We observed chemoprophylaxis administration on the five units to understand the process for ordering and administering chemoprophylaxis. An observation protocol was utilized to document the date, time, and location of the observation as well as descriptive notes including accounts of particular events.19,20 Observations occurred in May 2016 and informed the creation of a process map outlining the procedure for ordering and administering VTE chemoprophylaxis. The process map was utilized to create the focus group interview guide and ensure the interview guide included pertinent questions for each step of the process (Appendix A).

Focus Group Interviews

We conducted focus group interviews with day and night shift nurses on the five units to assess nurses’ understanding of VTE chemoprophylaxis and nurses’ perceptions of barriers to administration of VTE chemoprophylaxis. The study team chose to conduct focus group interviews in an effort to maximize participation and to speak with multiple nurses within a shorter period of time. The focus group structure allowed the study team to speak with nurses during their shifts, as one could briefly step out, if required, for patient care and return to rejoin the discussion.

We developed a semistructured interview guide21 with questions focused on identifying nurses’ perceptions of guideline-recommended care for VTE chemoprophylaxis, where they learned these guidelines, how nurses discuss chemoprophylaxis with patients, how they handle the conversation with patients who refuse, and if there are times when chemoprophylaxis is not necessary. The interview guide was vetted by a multidisciplinary team consisting of clinical nursing coordinators and nurse managers from medical and surgical units, hospital quality leaders, surgeons and general internists, and qualitative research experts. The interview guide is included as Appendix B.

The unit clinical coordinators and nurse managers identified dates and times for the focus groups that would be minimally disruptive to the unit. For each of the four units with a high patient refusal rate, two focus groups were conducted during the lunch hour and one was conducted at the end of the night shift to ensure that both day and night shift nurses were included in the study. Two focus groups were conducted with the best-practice unit during the lunch hour. For each focus group, the clinical coordinator identified two to eight nurses who could step away from patient care to participate or who had completed their shifts. In total, approximately 67 nurses participated in the focus groups.
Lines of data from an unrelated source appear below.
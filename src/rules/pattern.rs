use crate::error::{Result, StaleError};

/// The reserved character marking a capture position in a pattern.
pub const WILDCARD: char = '@';

/// Substrings captured at each wildcard of a pattern, left to right.
pub type Captures = Vec<String>;

/// A generic target or dependency pattern, pre-split into literal segments.
///
/// A pattern with `N` wildcards always has `N + 1` segments; the segments
/// before and after the first and last wildcard may be empty.
#[derive(Debug, Clone, PartialEq, Eq)]
pub struct Pattern {
	raw: String,
	segments: Vec<String>,
}

impl Pattern {
	/// Split a raw pattern string on the wildcard marker.
	pub fn new(raw: &str) -> Self {
		Pattern {
			raw: raw.to_string(),
			segments: raw.split(WILDCARD).map(str::to_string).collect(),
		}
	}

	/// The pattern as written.
	pub fn as_str(&self) -> &str {
		&self.raw
	}

	/// Number of wildcard markers in the pattern.
	pub fn wildcard_count(&self) -> usize {
		self.segments.len() - 1
	}

	/// True if the pattern contains no wildcard marker.
	pub fn is_literal(&self) -> bool {
		self.segments.len() == 1
	}

	/// Match this pattern against a concrete string.
	///
	/// A literal pattern matches only an identical string and yields no
	/// captures. Otherwise the concrete string must start with the first
	/// segment and end with the last one; interior segments are located left
	/// to right with a plain substring search, each gap becoming a capture.
	/// The last wildcard is greedy: it absorbs everything between the end of
	/// the last interior segment and the trailing literal at the very end of
	/// the string, so `substitute(matches(s))` always reproduces `s`.
	pub fn matches(&self, concrete: &str) -> Option<Captures> {
		let (first, rest) = self.segments.split_first()?;
		let Some((last, interior)) = rest.split_last() else {
			return (self.raw == concrete).then(Vec::new);
		};

		// Stripping both ends first keeps the prefix and suffix from overlapping.
		let body = concrete
			.strip_prefix(first.as_str())?
			.strip_suffix(last.as_str())?;

		let mut captures = Vec::with_capacity(self.wildcard_count());
		let mut cursor = 0;
		for segment in interior {
			let offset = body[cursor..].find(segment.as_str())?;
			captures.push(body[cursor..cursor + offset].to_string());
			cursor += offset + segment.len();
		}
		captures.push(body[cursor..].to_string());

		Some(captures)
	}

	/// Instantiate the pattern by interleaving its segments with `captures`.
	///
	/// With no captures at all, or for a literal pattern, the pattern text is
	/// returned unchanged. Otherwise the capture count must equal the wildcard
	/// count.
	pub fn substitute(&self, captures: Option<&[String]>) -> Result<String> {
		let Some(captures) = captures else {
			return Ok(self.raw.clone());
		};
		if self.is_literal() {
			return Ok(self.raw.clone());
		}
		if captures.len() != self.wildcard_count() {
			return Err(StaleError::CaptureArityMismatch {
				pattern: self.raw.clone(),
				wildcards: self.wildcard_count(),
				captures: captures.len(),
			});
		}

		let capacity = self.raw.len() + captures.iter().map(String::len).sum::<usize>();
		let mut literal = String::with_capacity(capacity);
		for (segment, capture) in self.segments.iter().zip(captures) {
			literal.push_str(segment);
			literal.push_str(capture);
		}
		if let Some(last) = self.segments.last() {
			literal.push_str(last);
		}

		Ok(literal)
	}
}

impl std::fmt::Display for Pattern {
	fn fmt(&self, f: &mut std::fmt::Formatter<'_>) -> std::fmt::Result {
		f.write_str(&self.raw)
	}
}

/// Match a generic pattern string against a concrete string.
pub fn match_pattern(generic: &str, concrete: &str) -> Option<Captures> {
	Pattern::new(generic).matches(concrete)
}

/// Instantiate a generic pattern string with the given captures.
pub fn substitute(generic: &str, captures: Option<&[String]>) -> Result<String> {
	Pattern::new(generic).substitute(captures)
}

#[cfg(test)]
mod tests {
	use super::*;

	fn caps(values: &[&str]) -> Vec<String> {
		values.iter().map(|v| v.to_string()).collect()
	}

	#[test]
	fn test_literal_pattern_matches_exactly() {
		assert_eq!(match_pattern("all", "all"), Some(vec![]));
		assert_eq!(match_pattern("all", "all2"), None);
		assert_eq!(match_pattern("all", "al"), None);
	}

	#[test]
	fn test_single_wildcard_capture() {
		assert_eq!(
			match_pattern("build/@.o", "build/foo.o"),
			Some(caps(&["foo"]))
		);
		assert_eq!(
			substitute("build/@.o", Some(caps(&["foo"]).as_slice())).unwrap(),
			"build/foo.o"
		);
	}

	#[test]
	fn test_trailing_wildcard() {
		assert_eq!(match_pattern("bin/@", "bin/Foo"), Some(caps(&["Foo"])));
		assert_eq!(match_pattern("bin/@", "build/Foo"), None);
	}

	#[test]
	fn test_prefix_and_suffix_required() {
		assert_eq!(match_pattern("build/@.o", "build/foo.c"), None);
		assert_eq!(match_pattern("build/@.o", "src/foo.o"), None);
	}

	#[test]
	fn test_empty_capture() {
		assert_eq!(match_pattern("aaa@bbb", "aaabbb"), Some(caps(&[""])));
		assert_eq!(
			match_pattern("aaa@bbb", "aaa_hello_bbb"),
			Some(caps(&["_hello_"]))
		);
	}

	#[test]
	fn test_prefix_and_suffix_do_not_overlap() {
		assert_eq!(match_pattern("a@a", "a"), None);
		assert_eq!(match_pattern("a@a", "aa"), Some(caps(&[""])));
	}

	#[test]
	fn test_last_wildcard_is_greedy() {
		// The trailing literal `.o` also occurs earlier; the capture keeps it.
		assert_eq!(
			match_pattern("build/@.o", "build/a.o.o"),
			Some(caps(&["a.o"]))
		);
		assert_eq!(
			match_pattern("@/@.c", "src/sub/dir/main.c"),
			Some(caps(&["src", "sub/dir/main"]))
		);
	}

	#[test]
	fn test_interior_wildcards_are_lazy() {
		assert_eq!(
			match_pattern("@-@-@", "a-b-c-d"),
			Some(caps(&["a", "b", "c-d"]))
		);
	}

	#[test]
	fn test_missing_interior_segment_fails() {
		assert_eq!(match_pattern("out/@/obj/@.o", "out/x/lib/y.o"), None);
		assert_eq!(
			match_pattern("out/@/obj/@.o", "out/x/obj/y.o"),
			Some(caps(&["x", "y"]))
		);
	}

	#[test]
	fn test_substitute_without_captures_returns_pattern() {
		assert_eq!(substitute("build/@.o", None).unwrap(), "build/@.o");
		assert_eq!(
			substitute("tests/main.c", Some(caps(&["x"]).as_slice())).unwrap(),
			"tests/main.c"
		);
	}

	#[test]
	fn test_substitute_arity_mismatch() {
		let err = substitute("@/@.o", Some(caps(&["x"]).as_slice())).unwrap_err();
		match err {
			StaleError::CaptureArityMismatch {
				pattern,
				wildcards,
				captures,
			} => {
				assert_eq!(pattern, "@/@.o");
				assert_eq!(wildcards, 2);
				assert_eq!(captures, 1);
			}
			_ => panic!("Expected CaptureArityMismatch error"),
		}
	}

	#[test]
	fn test_match_then_substitute_reproduces_input() {
		let cases = [
			("bin/@", "bin/Foo"),
			("build/@.o", "build/a.o.o"),
			("@.tar.@", "pkg.tar.gz"),
			("@@", "anything"),
			("x@y@z", "xyz"),
		];
		for (pattern, concrete) in cases {
			let pattern = Pattern::new(pattern);
			let captures = pattern.matches(concrete).unwrap();
			assert_eq!(captures.len(), pattern.wildcard_count());
			assert_eq!(pattern.substitute(Some(captures.as_slice())).unwrap(), concrete);
		}
	}

	#[test]
	fn test_wildcard_count() {
		assert_eq!(Pattern::new("all").wildcard_count(), 0);
		assert!(Pattern::new("all").is_literal());
		assert_eq!(Pattern::new("@/@.o").wildcard_count(), 2);
		assert_eq!(Pattern::new("@").wildcard_count(), 1);
	}
}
The focus groups (n = 14) lasted approximately 40 minutes during May and June 2016. Two members of the study team cofacilitated interviews, which were recorded and transcribed verbatim.

 

 

Coding and Data Analysis

To develop the code book, the study team, consisting of three qualitative researchers, independently read one focus group transcript and applied the TDF domains to the nurses’ perceptions of barriers to administration of VTE chemoprophylaxis.21-24 In addition to coding by domain, the study team also coded nursing perceptions as barriers or facilitators. The study team reviewed the coded transcript and reconciled any differences in coding. This process was repeated for a second transcript, and then all remaining transcripts were assigned to two out of three study team members for coding, with the entire study team meeting to reconcile any differences. If necessary, the team member who did not code a transcript acted as the tie-breaker if there were discrepancies in codes that could not be reconciled.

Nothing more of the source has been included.